2. The near-field focusing circularly polarized radial line slot array antenna according to claim 1, characterized in that, The slow-wave material can be any one of the following: low-loss foam, air layer / dielectric layer hybrid structure, or dielectric / metal hybrid periodic structure.

3. The near-field focusing circularly polarized radial line slot array antenna according to claim 1, characterized in that, The annular gap is located around the inner conductor of the coaxial feed connector and is circularly symmetrical about the inner conductor of the coaxial feed connector.

4. A near-field focusing circularly polarized radial line slot array antenna according to claim 1, characterized in that, The spiral-shaped gap is located on the periphery of the rectangular gap pair and is spiral-shaped about the origin of the copper cladding layer.

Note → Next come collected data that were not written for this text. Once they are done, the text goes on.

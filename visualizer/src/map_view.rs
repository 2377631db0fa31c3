use crate::Message;
use iced::{
    font, mouse,
    widget::canvas::{self, Cache, Event, Frame, Geometry, LineDash, Path, Program},
    Color, Font, Pixels, Point, Rectangle, Renderer, Size, Theme,
};
use mapcore::geometry::{self, Rect, Viewport};
use mapcore::interaction::PointerEvent;
use mapcore::render::{DrawCommand, Rgba, Stroke, TextAlign, ThemeConfig};
use mapcore::{ExplorationMapRenderer, MapFrame, Scene, VisitId, VisitRecord};

const GLOW_STEPS: usize = 8;

const BOLD: Font = Font {
    weight: font::Weight::Bold,
    ..Font::DEFAULT
};

/// Interactive map canvas. Draws the core scene and turns left clicks into
/// selection messages.
pub struct MapCanvas<'a> {
    pub visits: &'a [VisitRecord],
    pub selection: Option<&'a VisitId>,
    pub theme: &'a ThemeConfig,
    pub viewport: Viewport,
    pub map: &'a ExplorationMapRenderer,
    pub cache: &'a Cache,
}

impl MapCanvas<'_> {
    fn frame(&self, viewport: Viewport) -> MapFrame<'_> {
        MapFrame::new(self.visits, self.theme, viewport).with_selection(self.selection)
    }

    /// Selection message for a click at a window position, resolved against
    /// the canvas bounds as laid out now rather than the last known size.
    fn click_message(&self, bounds: Rectangle, position: Point) -> Option<Message> {
        let pointer = PointerEvent::new(
            geometry::Point::new(position.x, position.y),
            Rect::new(bounds.x, bounds.y, bounds.width, bounds.height),
        );
        let viewport = Viewport::new(bounds.width, bounds.height)
            .with_pixel_ratio(self.viewport.pixel_ratio);
        let mut message = None;
        self.map.click(&self.frame(viewport), &pointer, |selection| {
            message = Some(Message::SelectionChanged(selection));
        });
        message
    }
}

impl Program<Message> for MapCanvas<'_> {
    type State = ();

    fn update(
        &self,
        _state: &mut Self::State,
        event: &Event,
        bounds: Rectangle,
        cursor: mouse::Cursor,
    ) -> Option<canvas::Action<Message>> {
        if let Event::Mouse(mouse::Event::ButtonPressed(mouse::Button::Left)) = event {
            if cursor.is_over(bounds) {
                if let Some(position) = cursor.position() {
                    return self
                        .click_message(bounds, position)
                        .map(|message| canvas::Action::publish(message).and_capture());
                }
            }
        }

        if bounds.width != self.viewport.width || bounds.height != self.viewport.height {
            return Some(canvas::Action::publish(Message::MapResized(
                bounds.width,
                bounds.height,
            )));
        }
        None
    }

    fn draw(
        &self,
        _state: &Self::State,
        renderer: &Renderer,
        _theme: &Theme,
        bounds: Rectangle,
        _cursor: mouse::Cursor,
    ) -> Vec<Geometry> {
        let viewport = Viewport::new(bounds.width, bounds.height)
            .with_pixel_ratio(self.viewport.pixel_ratio);
        let geometry = self.cache.draw(renderer, bounds.size(), |frame| {
            let scene = self.map.render(&self.frame(viewport));
            paint_scene(frame, &scene);
        });
        vec![geometry]
    }

    fn mouse_interaction(
        &self,
        _state: &Self::State,
        bounds: Rectangle,
        cursor: mouse::Cursor,
    ) -> mouse::Interaction {
        if cursor.is_over(bounds) {
            mouse::Interaction::Pointer
        } else {
            mouse::Interaction::default()
        }
    }
}

/// Replays a scene onto an iced frame, back to front.
pub fn paint_scene(frame: &mut Frame, scene: &Scene) {
    for command in scene.commands() {
        match command {
            DrawCommand::FillRect { rect, color } => {
                frame.fill_rectangle(
                    point(rect.origin),
                    Size::new(rect.size.width, rect.size.height),
                    to_color(*color),
                );
            }
            DrawCommand::Line { from, to, stroke } => {
                frame.stroke(&Path::line(point(*from), point(*to)), to_stroke(stroke));
            }
            DrawCommand::Glow {
                center,
                radius,
                color,
            } => {
                // Stacked discs stand in for the radial gradient.
                let layer = to_color(*color);
                let layer = Color {
                    a: layer.a / GLOW_STEPS as f32,
                    ..layer
                };
                for step in (1..=GLOW_STEPS).rev() {
                    let step_radius = radius * step as f32 / GLOW_STEPS as f32;
                    frame.fill(&Path::circle(point(*center), step_radius), layer);
                }
            }
            DrawCommand::Polyline { points, stroke } => {
                let path = Path::new(|builder| {
                    for (index, vertex) in points.iter().enumerate() {
                        if index == 0 {
                            builder.move_to(point(*vertex));
                        } else {
                            builder.line_to(point(*vertex));
                        }
                    }
                });
                frame.stroke(&path, to_stroke(stroke));
            }
            DrawCommand::Circle {
                center,
                radius,
                fill,
                stroke,
            } => {
                let path = Path::circle(point(*center), *radius);
                if let Some(fill) = fill {
                    frame.fill(&path, to_color(*fill));
                }
                if let Some(stroke) = stroke {
                    frame.stroke(&path, to_stroke(stroke));
                }
            }
            DrawCommand::RoundedRect {
                rect,
                radius,
                fill,
                stroke,
            } => {
                let path = Path::rounded_rectangle(
                    point(rect.origin),
                    Size::new(rect.size.width, rect.size.height),
                    (*radius).into(),
                );
                if let Some(fill) = fill {
                    frame.fill(&path, to_color(*fill));
                }
                if let Some(stroke) = stroke {
                    frame.stroke(&path, to_stroke(stroke));
                }
            }
            DrawCommand::Text {
                content,
                position,
                size,
                width,
                color,
                bold,
                align,
            } => {
                frame.fill_text(canvas::Text {
                    content: content.clone(),
                    position: text_origin(*position, *size, *width, *align),
                    color: to_color(*color),
                    size: Pixels(*size),
                    font: if *bold { BOLD } else { Font::DEFAULT },
                    ..canvas::Text::default()
                });
            }
        }
    }
}

fn point(value: geometry::Point) -> Point {
    Point::new(value.x, value.y)
}

fn to_color(color: Rgba) -> Color {
    Color::from_rgba8(color.r, color.g, color.b, color.alpha_f32())
}

fn to_stroke(stroke: &Stroke) -> canvas::Stroke<'_> {
    let mut converted = canvas::Stroke::default()
        .with_color(to_color(stroke.color))
        .with_width(stroke.width);
    if let Some(dash) = &stroke.dash {
        converted.line_dash = LineDash {
            segments: dash,
            offset: 0,
        };
    }
    converted
}

/// Scene text is anchored on its vertical middle; iced places text by its
/// top-left corner.
fn text_origin(position: geometry::Point, size: f32, width: f32, align: TextAlign) -> Point {
    let left = match align {
        TextAlign::Left => position.x,
        TextAlign::Center => position.x - width / 2.0,
    };
    Point::new(left, position.y - size * 0.6)
}

#[cfg(test)]
mod tests {
    use super::*;

    #[test]
    fn centered_text_is_shifted_by_half_its_width() {
        let origin = text_origin(geometry::Point::new(100.0, 50.0), 10.0, 40.0, TextAlign::Center);
        assert_eq!(origin, Point::new(80.0, 44.0));
        let origin = text_origin(geometry::Point::new(100.0, 50.0), 10.0, 40.0, TextAlign::Left);
        assert_eq!(origin.x, 100.0);
    }

    #[test]
    fn click_resolves_before_the_resize_is_known() {
        let visits = vec![
            VisitRecord::new(1, "Book Cafe", 37.55, 126.92),
            VisitRecord::new(2, "Hidden Garden", 37.57, 126.98),
        ];
        let theme = ThemeConfig::dark();
        let map = ExplorationMapRenderer::default();
        let cache = Cache::new();
        let canvas = MapCanvas {
            visits: &visits,
            selection: None,
            theme: &theme,
            viewport: Viewport::new(0.0, 280.0),
            map: &map,
            cache: &cache,
        };
        let scene = map.render(&MapFrame::new(&visits, &theme, Viewport::new(360.0, 280.0)));
        let target = scene.markers()[1].center;
        let bounds = Rectangle::new(Point::new(20.0, 40.0), Size::new(360.0, 280.0));

        let message = canvas.click_message(bounds, Point::new(target.x + 20.0, target.y + 40.0));
        assert!(matches!(
            message,
            Some(Message::SelectionChanged(Some(VisitId::Number(2))))
        ));
        let missed = canvas.click_message(bounds, Point::new(21.0, 41.0));
        assert!(matches!(missed, Some(Message::SelectionChanged(None))));
    }

    #[test]
    fn colors_keep_alpha() {
        let color = to_color(Rgba::rgba(0xE8, 0x74, 0x0C, 0x30));
        assert!((color.a - 0x30 as f32 / 255.0).abs() < 1e-6);
        assert!((color.r - 0xE8 as f32 / 255.0).abs() < 1e-6);
    }
}
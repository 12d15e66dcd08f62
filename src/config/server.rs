//! Server, index, search and cache configuration

use serde::{Deserialize, Serialize};
use std::path::PathBuf;
use std::time::Duration;

/// Daemon process configuration
#[derive(Debug, Clone, Serialize, Deserialize)]
#[serde(default)]
pub struct ServerConfig {
    /// Well-known FIFO every client writes requests into
    pub request_channel: PathBuf,
    /// Directory where clients create their private reply FIFOs
    pub reply_dir: PathBuf,
    /// Directory holding the PID lock file
    pub data_dir: PathBuf,
    /// Root folder that document paths are relative to
    pub document_folder: PathBuf,
    /// How long to wait for a client to open its reply FIFO (0 = forever)
    pub reply_timeout_ms: u64,
}

impl ServerConfig {
    /// Reply delivery timeout, `None` when waiting indefinitely
    pub fn reply_timeout(&self) -> Option<Duration> {
        match self.reply_timeout_ms {
            0 => None,
            ms => Some(Duration::from_millis(ms)),
        }
    }
}

impl Default for ServerConfig {
    fn default() -> Self {
        Self {
            request_channel: PathBuf::from("/tmp/dserver_fifo"),
            reply_dir: PathBuf::from("/tmp"),
            data_dir: PathBuf::from("."),
            document_folder: PathBuf::from("documents"),
            reply_timeout_ms: 5000,
        }
    }
}

/// Document index configuration
#[derive(Debug, Clone, Serialize, Deserialize)]
#[serde(default)]
pub struct IndexConfig {
    /// Flat file the catalog is persisted to
    pub file: PathBuf,
    /// Maximum number of live documents
    pub capacity: usize,
}

impl Default for IndexConfig {
    fn default() -> Self {
        Self {
            file: PathBuf::from("meta_data.txt"),
            capacity: 100,
        }
    }
}

/// Keyword search configuration
#[derive(Debug, Clone, Serialize, Deserialize)]
#[serde(default)]
pub struct SearchConfig {
    /// Upper bound on concurrent shard workers per search
    pub max_workers: usize,
    /// Worker count used when a request does not name one
    pub default_workers: usize,
}

impl Default for SearchConfig {
    fn default() -> Self {
        Self {
            max_workers: 8,
            default_workers: 1,
        }
    }
}

/// Search result cache configuration
#[derive(Debug, Clone, Serialize, Deserialize)]
#[serde(default)]
pub struct CacheConfig {
    /// Maximum cached searches (0 disables the cache)
    pub capacity: usize,
    /// Where the cache snapshot is written on shutdown
    pub snapshot_file: PathBuf,
}

impl Default for CacheConfig {
    fn default() -> Self {
        Self {
            capacity: 0,
            snapshot_file: PathBuf::from("cache_snapshot.json"),
        }
    }
}
//! IPC Server
//!
//! The dispatch loop. Envelopes are read from the shared request channel and
//! handled one at a time, in arrival order; each reply goes to the FIFO named
//! in its envelope.

use std::path::{Path, PathBuf};
use std::sync::Arc;
use std::time::Duration;

use anyhow::{Context, Result};
use tokio::sync::broadcast;
use tracing::{debug, error, info, warn};

use super::channel::{deliver_reply, report_undelivered, RequestChannel};
use super::handler::RequestHandler;
use super::metrics::DaemonMetrics;
use super::protocol::{Envelope, Request, Response};

/// Why the dispatch loop stopped
#[derive(Debug, Clone, Copy, PartialEq, Eq)]
pub enum ServerExit {
    /// A client sent SHUTDOWN
    Requested,
    /// The process was signalled
    Signalled,
}

/// Outcome of handling a single envelope
#[derive(Debug, Clone, Copy, PartialEq, Eq)]
enum Flow {
    Continue,
    Stop,
}

enum Event {
    Frame(std::io::Result<Vec<u8>>),
    Shutdown,
}

/// Dispatcher reading the shared request FIFO
pub struct IpcServer {
    channel: RequestChannel,
    handler: RequestHandler,
    reply_timeout: Option<Duration>,
    metrics: Arc<DaemonMetrics>,
}

impl IpcServer {
    pub fn new(
        channel: RequestChannel,
        handler: RequestHandler,
        reply_timeout: Option<Duration>,
    ) -> Self {
        let metrics = handler.metrics().clone();
        Self {
            channel,
            handler,
            reply_timeout,
            metrics,
        }
    }

    /// Run the dispatch loop until SHUTDOWN arrives or `shutdown` fires.
    ///
    /// A signal only interrupts the wait for the next envelope; a request
    /// already being handled always runs to completion.
    pub async fn run(&mut self, mut shutdown: broadcast::Receiver<()>) -> Result<ServerExit> {
        info!("IPC server listening on: {}", self.channel.path().display());

        loop {
            let event = tokio::select! {
                frame = self.channel.next_envelope() => Event::Frame(frame),
                _ = shutdown.recv() => Event::Shutdown,
            };

            match event {
                Event::Frame(frame) => {
                    let frame = frame.context("Failed to read from request channel")?;
                    if self.process(&frame).await == Flow::Stop {
                        return Ok(ServerExit::Requested);
                    }
                }
                Event::Shutdown => {
                    info!("IPC server shutting down");
                    return Ok(ServerExit::Signalled);
                }
            }
        }
    }

    /// Handle one raw envelope frame, including reply delivery
    async fn process(&mut self, frame: &[u8]) -> Flow {
        self.metrics.requests_total.inc();

        let envelope = match Envelope::decode(frame) {
            Ok(envelope) => envelope,
            Err(e) => {
                self.metrics.requests_malformed.inc();
                warn!("Dropping malformed envelope: {}", e);
                return Flow::Continue;
            }
        };

        let reply_to = PathBuf::from(&envelope.reply_address);
        debug!(
            "Received {} from {} ({:?})",
            envelope.command,
            reply_to.display(),
            envelope.arguments
        );

        let response = match Request::parse(envelope.command, &envelope.arguments) {
            Ok(request) => self.handler.handle(request).await,
            Err(e) => {
                self.metrics.requests_invalid.inc();
                error!("Invalid {} arguments: {}", envelope.command, e);
                Response::InvalidArguments(e.to_string())
            }
        };

        self.reply(&reply_to, &response).await;

        if matches!(response, Response::ShuttingDown) {
            Flow::Stop
        } else {
            Flow::Continue
        }
    }

    async fn reply(&self, address: &Path, response: &Response) {
        if let Err(e) = deliver_reply(address, response, self.reply_timeout).await {
            self.metrics.replies_undelivered.inc();
            report_undelivered(address, &e);
        }
    }

    /// Persist state, log metrics and tear down the request channel
    pub fn finish(self, cache_snapshot: &Path) -> Result<()> {
        let persisted = self.handler.persist(cache_snapshot);

        match serde_json::to_string(&self.metrics.snapshot()) {
            Ok(json) => info!("Metrics: {}", json),
            Err(e) => warn!("Failed to serialize metrics: {}", e),
        }

        self.channel.release();
        persisted
    }

    pub fn channel_path(&self) -> &Path {
        self.channel.path()
    }

    pub fn handler(&self) -> &RequestHandler {
        &self.handler
    }
}

#[cfg(test)]
mod tests {
    use super::*;
    use crate::cache::BoundedCache;
    use crate::daemon::channel::create_fifo;
    use crate::daemon::protocol::{read_frames, Command};
    use crate::index::DocumentIndex;
    use crate::search::SearchDispatcher;
    use tempfile::TempDir;
    use tokio::net::unix::pipe;

    fn server(dir: &Path) -> IpcServer {
        let channel = RequestChannel::create(dir.join("requests")).unwrap();
        let handler = RequestHandler::new(
            DocumentIndex::in_memory(10),
            SearchDispatcher::new(dir, 4),
            Box::new(BoundedCache::new(0)),
            1,
            DaemonMetrics::shared(),
        );
        IpcServer::new(channel, handler, Some(Duration::from_secs(2)))
    }

    fn reply_fifo(dir: &Path, name: &str) -> (PathBuf, pipe::Receiver) {
        let path = dir.join(name);
        create_fifo(&path).unwrap();
        let receiver = pipe::OpenOptions::new()
            .read_write(true)
            .open_receiver(&path)
            .unwrap();
        (path, receiver)
    }

    #[tokio::test]
    async fn test_process_replies_to_named_fifo() {
        let dir = TempDir::new().unwrap();
        let mut server = server(dir.path());
        let (path, mut receiver) = reply_fifo(dir.path(), "reply");

        let frame = Request::Add(crate::types::NewDocument::new("T", "A", "1999", "t.txt"))
            .to_envelope(path.to_string_lossy())
            .encode()
            .unwrap();
        assert_eq!(server.process(&frame).await, Flow::Continue);

        let reply = read_frames(&mut receiver).await.unwrap();
        assert_eq!(reply, b"Document 1 indexed");
        assert_eq!(server.handler().index().len(), 1);
    }

    #[tokio::test]
    async fn test_process_reports_bad_arguments() {
        let dir = TempDir::new().unwrap();
        let mut server = server(dir.path());
        let (path, mut receiver) = reply_fifo(dir.path(), "reply");

        let frame = Envelope::new(Command::Query, path.to_string_lossy(), "abc")
            .encode()
            .unwrap();
        server.process(&frame).await;

        let reply = String::from_utf8(read_frames(&mut receiver).await.unwrap()).unwrap();
        assert!(reply.starts_with("Invalid arguments:"));
    }

    #[tokio::test]
    async fn test_process_drops_malformed_envelope() {
        let dir = TempDir::new().unwrap();
        let mut server = server(dir.path());

        let mut frame = vec![0u8; crate::daemon::protocol::ENVELOPE_SIZE];
        frame[..4].copy_from_slice(&9999u32.to_le_bytes());
        assert_eq!(server.process(&frame).await, Flow::Continue);
        assert_eq!(server.metrics.requests_malformed.get(), 1);
    }

    #[tokio::test]
    async fn test_shutdown_stops_loop() {
        let dir = TempDir::new().unwrap();
        let mut server = server(dir.path());
        let (path, mut receiver) = reply_fifo(dir.path(), "reply");

        let frame = Request::Shutdown
            .to_envelope(path.to_string_lossy())
            .encode()
            .unwrap();
        assert_eq!(server.process(&frame).await, Flow::Stop);
        assert_eq!(read_frames(&mut receiver).await.unwrap(), b"Server shutting down");
    }

    #[tokio::test]
    async fn test_run_stops_on_signal() {
        let dir = TempDir::new().unwrap();
        let mut server = server(dir.path());
        let (tx, rx) = broadcast::channel(1);
        tx.send(()).unwrap();

        assert_eq!(server.run(rx).await.unwrap(), ServerExit::Signalled);

        let channel_path = server.channel_path().to_path_buf();
        server.finish(&dir.path().join("cache.json")).unwrap();
        assert!(!channel_path.exists());
    }

    #[tokio::test]
    async fn test_undeliverable_reply_is_counted() {
        let dir = TempDir::new().unwrap();
        let mut server = server(dir.path());

        let frame = Request::Query { id: 1 }
            .to_envelope(dir.path().join("nobody").to_string_lossy())
            .encode()
            .unwrap();
        assert_eq!(server.process(&frame).await, Flow::Continue);
        assert_eq!(server.metrics.replies_undelivered.get(), 1);
    }
}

5. A near-field focusing circularly polarized radial line slot array antenna according to claim 1, characterized in that, The rectangular slot pair consists of two long rectangular slots that are perpendicular in direction, have the same radial angle, and are separated by a quarter of the waveguide wavelength. Each pair of rectangular slots constitutes a circularly polarized radiation unit.

6. A near-field focusing circularly polarized radial line slot array antenna according to claim 1, characterized in that, The direction of the spiral of the distribution trajectory of the rectangular slot pairs and the orientation of the two rectangular slots in each pair determine the circular polarization direction of the antenna. When the spiral of the distribution trajectory is arranged counterclockwise, the antenna radiates a left-hand circularly polarized wave; conversely, when it is arranged clockwise, the antenna radiates a right-hand circularly polarized wave.

7. A near-field focusing circularly polarized radial line slot array antenna according to claim 1, characterized in that, The outer conductor of the coaxial feed connector is electrically connected to the metal base plate, and the inner conductor passes through the slow wave material and is electrically connected to the copper cladding layer of the dielectric substrate.

8. A near-field focusing circularly polarized radial line slot array antenna according to claim 1, characterized in that, The m short-circuit probes are spaced 2π / m apart from each other, and the two ends of each short-circuit probe are electrically connected to the copper cladding layer of the dielectric substrate and the metal base plate, respectively.